The Australian Bankers’ Association will on Wednesday unveil a swag of changes intended to put a greater focus on ethical behaviour in an industry that has copped a backlash from government.

Changes in the code include a commitment to allow customers to close a credit card online, rather than needing to do so in a branch or over the phone.

Banks also say they will waive or refund “statement fees” for customers without access to electronic statements, and remind customers when a credit card’s interest-free period is about to end.

With more parents acting as guarantors to help their children enter the housing market, the code also includes changes targeted at people guaranteeing the loans of others.

It says guarantors who have not received legal advice must have a three-day waiting period before signing up.
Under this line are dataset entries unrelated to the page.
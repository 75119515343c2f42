//! Server-Sent Events transport for the push stream

use std::time::Duration;

use async_trait::async_trait;
use futures::StreamExt;
use reqwest::Client;
use tracing::{debug, warn};
use url::Url;

use pushshare_core::models::{InstanceId, RelayFrame};

use super::{FrameStream, StreamConnector};
use crate::error::{Error, Result};
use crate::registration::http::{build_client, normalize_base_url};

/// Incremental `text/event-stream` decoder yielding the `data` of each event
#[derive(Debug, Default)]
pub struct SseDecoder {
    pending: Vec<u8>,
    data: Vec<String>,
}

impl SseDecoder {
    #[must_use]
    pub fn new() -> Self {
        Self::default()
    }

    /// Feed a chunk of bytes, returning every event completed by it
    pub fn feed(&mut self, chunk: &[u8]) -> Vec<String> {
        self.pending.extend_from_slice(chunk);

        let mut events = Vec::new();
        while let Some(pos) = self.pending.iter().position(|&b| b == b'\n') {
            let mut line: Vec<u8> = self.pending.drain(..=pos).collect();
            line.pop();
            if line.last() == Some(&b'\r') {
                line.pop();
            }
            let line = String::from_utf8_lossy(&line);
            if let Some(event) = self.process_line(&line) {
                events.push(event);
            }
        }
        events
    }

    fn process_line(&mut self, line: &str) -> Option<String> {
        if line.is_empty() {
            if self.data.is_empty() {
                return None;
            }
            let event = self.data.join("\n");
            self.data.clear();
            return Some(event);
        }
        if line.starts_with(':') {
            return None;
        }

        let (field, value) = match line.split_once(':') {
            Some((field, value)) => (field, value.strip_prefix(' ').unwrap_or(value)),
            None => (line, ""),
        };
        // event, id and retry carry nothing the relay needs
        if field == "data" {
            self.data.push(value.to_string());
        }
        None
    }
}

/// Parse one event's data as a relay frame, skipping anything malformed
fn parse_frame(data: &str) -> Option<RelayFrame> {
    match serde_json::from_str::<RelayFrame>(data) {
        Ok(frame) => Some(frame),
        Err(e) => {
            warn!(error = %e, data = %data, "Skipping malformed stream frame");
            None
        }
    }
}

/// Opens `event?instance_id=` on the push server
#[derive(Debug, Clone)]
pub struct SseConnector {
    client: Client,
    base_url: Url,
    connect_timeout: Duration,
}

impl SseConnector {
    pub fn new(base_url: &str, connect_timeout: Duration) -> Result<Self> {
        Self::with_client(build_client()?, base_url, connect_timeout)
    }

    /// Open streams through an existing client and its connection pool
    pub fn with_client(client: Client, base_url: &str, connect_timeout: Duration) -> Result<Self> {
        Ok(Self {
            client,
            base_url: normalize_base_url(base_url)?,
            connect_timeout,
        })
    }
}

#[async_trait]
impl StreamConnector for SseConnector {
    async fn connect(&self, instance_id: &InstanceId) -> Result<FrameStream> {
        let url = self
            .base_url
            .join("event")
            .map_err(|e| Error::Configuration(format!("Invalid event endpoint: {e}")))?;

        let request = self
            .client
            .get(url)
            .query(&[("instance_id", instance_id.as_str())])
            .header(reqwest::header::ACCEPT, "text/event-stream")
            .send();

        let response = tokio::time::timeout(self.connect_timeout, request)
            .await
            .map_err(|_| Error::Timeout(format!("opening push stream after {:?}", self.connect_timeout)))?
            .map_err(|e| Error::StreamFailed(format!("opening push stream: {e}")))?;

        if !response.status().is_success() {
            return Err(Error::StreamFailed(format!(
                "push stream rejected with status {}",
                response.status()
            )));
        }

        debug!(instance_id = %instance_id, "Push stream opened");

        let frames = response
            .bytes_stream()
            .scan(SseDecoder::new(), |decoder, chunk| {
                let items: Vec<Result<RelayFrame>> = match chunk {
                    Ok(bytes) => decoder
                        .feed(&bytes)
                        .iter()
                        .filter_map(|data| parse_frame(data))
                        .map(Ok)
                        .collect(),
                    Err(e) => vec![Err(Error::StreamFailed(format!("reading push stream: {e}")))],
                };
                futures::future::ready(Some(items))
            })
            .flat_map(futures::stream::iter)
            .boxed();

        Ok(frames)
    }
}
//! Leader-side ownership of the single upstream push stream

pub mod gc;
pub mod sse;

use std::collections::HashSet;
use std::sync::Arc;
use std::time::Duration;

use async_trait::async_trait;
use backon::{BackoffBuilder, ExponentialBackoff, ExponentialBuilder};
use futures::stream::BoxStream;
use futures::StreamExt;
use tokio::sync::mpsc;
use tokio_util::sync::CancellationToken;
use tracing::{debug, info, warn};

use pushshare_core::metrics;
use pushshare_core::models::{InstanceId, RelayFrame};

use crate::error::{Error, Result};

pub use gc::UnknownInstanceTracker;
pub use sse::{SseConnector, SseDecoder};

/// Ordered stream of frames from the push server
pub type FrameStream = BoxStream<'static, Result<RelayFrame>>;

/// Transport that opens the push stream for one instance
#[async_trait]
pub trait StreamConnector: Send + Sync {
    async fn connect(&self, instance_id: &InstanceId) -> Result<FrameStream>;
}

/// Relay lifecycle within one leadership tenure
#[derive(Debug, Clone, Copy, PartialEq, Eq, serde::Serialize)]
#[serde(rename_all = "snake_case")]
pub enum RelayState {
    Idle,
    Registering,
    Streaming,
    Error,
    Closed,
}

/// Event posted by a stream task, tagged with the tenure that spawned it
#[derive(Debug)]
pub struct StreamEvent {
    pub tenure: u64,
    pub kind: StreamEventKind,
}

#[derive(Debug)]
pub enum StreamEventKind {
    Opened,
    Frame(RelayFrame),
    Failed(Error),
}

/// State of the leader's relay
///
/// Stream reads happen in a spawned task that posts [`StreamEvent`]s back to
/// the owner; events from a superseded tenure are recognised by their tag and
/// dropped.
pub struct StreamRelay {
    connector: Arc<dyn StreamConnector>,
    state: RelayState,
    tenure: u64,
    cancel: Option<CancellationToken>,
    tracker: UnknownInstanceTracker,
    backoff_builder: ExponentialBuilder,
    backoff: ExponentialBackoff,
    max_delay: Duration,
}

impl StreamRelay {
    #[must_use]
    pub fn new(
        connector: Arc<dyn StreamConnector>,
        unknown_instance_threshold: u32,
        min_delay: Duration,
        max_delay: Duration,
    ) -> Self {
        let backoff_builder = ExponentialBuilder::default()
            .with_min_delay(min_delay)
            .with_max_delay(max_delay)
            .without_max_times();
        Self {
            connector,
            state: RelayState::Idle,
            tenure: 0,
            cancel: None,
            tracker: UnknownInstanceTracker::new(unknown_instance_threshold),
            backoff: backoff_builder.build(),
            backoff_builder,
            max_delay,
        }
    }

    #[must_use]
    pub const fn state(&self) -> RelayState {
        self.state
    }

    #[must_use]
    pub const fn tenure(&self) -> u64 {
        self.tenure
    }

    /// True when `event` belongs to the stream currently running
    #[must_use]
    pub fn is_current(&self, event: &StreamEvent) -> bool {
        event.tenure == self.tenure && self.cancel.is_some()
    }

    pub fn begin_registering(&mut self) {
        self.state = RelayState::Registering;
    }

    /// Open the push stream for `instance_id` in a new tenure, replacing any
    /// stream already running
    pub fn start(&mut self, instance_id: InstanceId, events: mpsc::UnboundedSender<StreamEvent>) {
        self.stop_task();
        self.tenure += 1;
        self.state = RelayState::Streaming;

        let tenure = self.tenure;
        let token = CancellationToken::new();
        self.cancel = Some(token.clone());
        let connector = self.connector.clone();

        info!(instance_id = %instance_id, tenure = tenure, "Starting push stream relay");

        tokio::spawn(async move {
            let send = |kind| events.send(StreamEvent { tenure, kind }).is_ok();

            let connected = tokio::select! {
                () = token.cancelled() => return,
                result = connector.connect(&instance_id) => result,
            };
            let mut stream = match connected {
                Ok(stream) => stream,
                Err(e) => {
                    send(StreamEventKind::Failed(e));
                    return;
                }
            };
            if !send(StreamEventKind::Opened) {
                return;
            }

            loop {
                let item = tokio::select! {
                    () = token.cancelled() => {
                        debug!(tenure = tenure, "Push stream task cancelled");
                        return;
                    }
                    item = stream.next() => item,
                };
                let delivered = match item {
                    Some(Ok(frame)) => send(StreamEventKind::Frame(frame)),
                    Some(Err(e)) => {
                        send(StreamEventKind::Failed(e));
                        return;
                    }
                    None => {
                        send(StreamEventKind::Failed(Error::StreamFailed(
                            "server closed the push stream".to_string(),
                        )));
                        return;
                    }
                };
                if !delivered {
                    return;
                }
            }
        });
    }

    /// The stream opened; the next failure starts backing off from scratch
    pub fn on_opened(&mut self) {
        self.backoff = self.backoff_builder.build();
    }

    /// Record a stream failure and return how long to wait before reconnecting
    pub fn on_failure(&mut self, error: &Error) -> Duration {
        self.stop_task();
        self.state = RelayState::Error;
        metrics::STREAM_ERRORS.inc();

        let delay = self.backoff.next().unwrap_or(self.max_delay);
        warn!(error = %error, retry_in = ?delay, "Push stream failed");
        delay
    }

    /// Count a relayed frame and return the instances to garbage-collect
    pub fn observe(&mut self, frame: &RelayFrame, known: &HashSet<InstanceId>) -> Vec<InstanceId> {
        metrics::FRAMES_RELAYED.inc();
        self.tracker.observe(frame.instance_ids(), known)
    }

    /// Tear the stream down for good (graceful close or demotion)
    pub fn stop(&mut self) {
        self.stop_task();
        self.tracker.clear();
        self.state = if self.state == RelayState::Idle {
            RelayState::Idle
        } else {
            RelayState::Closed
        };
    }

    /// Return to idle after a demotion, ready for another tenure
    pub fn reset(&mut self) {
        self.stop();
        self.state = RelayState::Idle;
        self.backoff = self.backoff_builder.build();
    }

    fn stop_task(&mut self) {
        if let Some(token) = self.cancel.take() {
            token.cancel();
        }
    }
}

impl Drop for StreamRelay {
    fn drop(&mut self) {
        self.stop_task();
    }
}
Guarantors will also be informed if the borrower is struggling financially, it says.

Banks decided to revamp the code last year as political pressure on the industry started to mount following a series of scandals.

“Banks are committed to change and the new code is stronger, broader and written in simple to understand language,” ABA chief executive Anna Bligh said.

“It has been completely rewritten to better meet community expectations and service the needs of customers.”

The code includes an already-announced commitment by banks to no longer have tellers selling “add-on insurance” with credit cards, which is intended to cover consumers if they get sick or lose their job. The corporate regulator has said such insurance is problematic, and many customers end up being ineligible when they attempt to make a claim.

In a sign of the finance sector’s problems with add-on insurance, it was announced on Tuesday that Swann Insurance had refunded $39 million in premiums to 67,960 customers. The refunds covered six types of add-on insurance sold by Swann, owned by Insurance Australia Group.

Separately, the federal government has this year cracked down on the banks’ credit card businesses, including new restrictions on how banks can determine customers’ credit limits. Banks are also being banned from making unsolicited credit card offers to customers.

This story Administrator ready to work first appeared on Nanjing Night Net.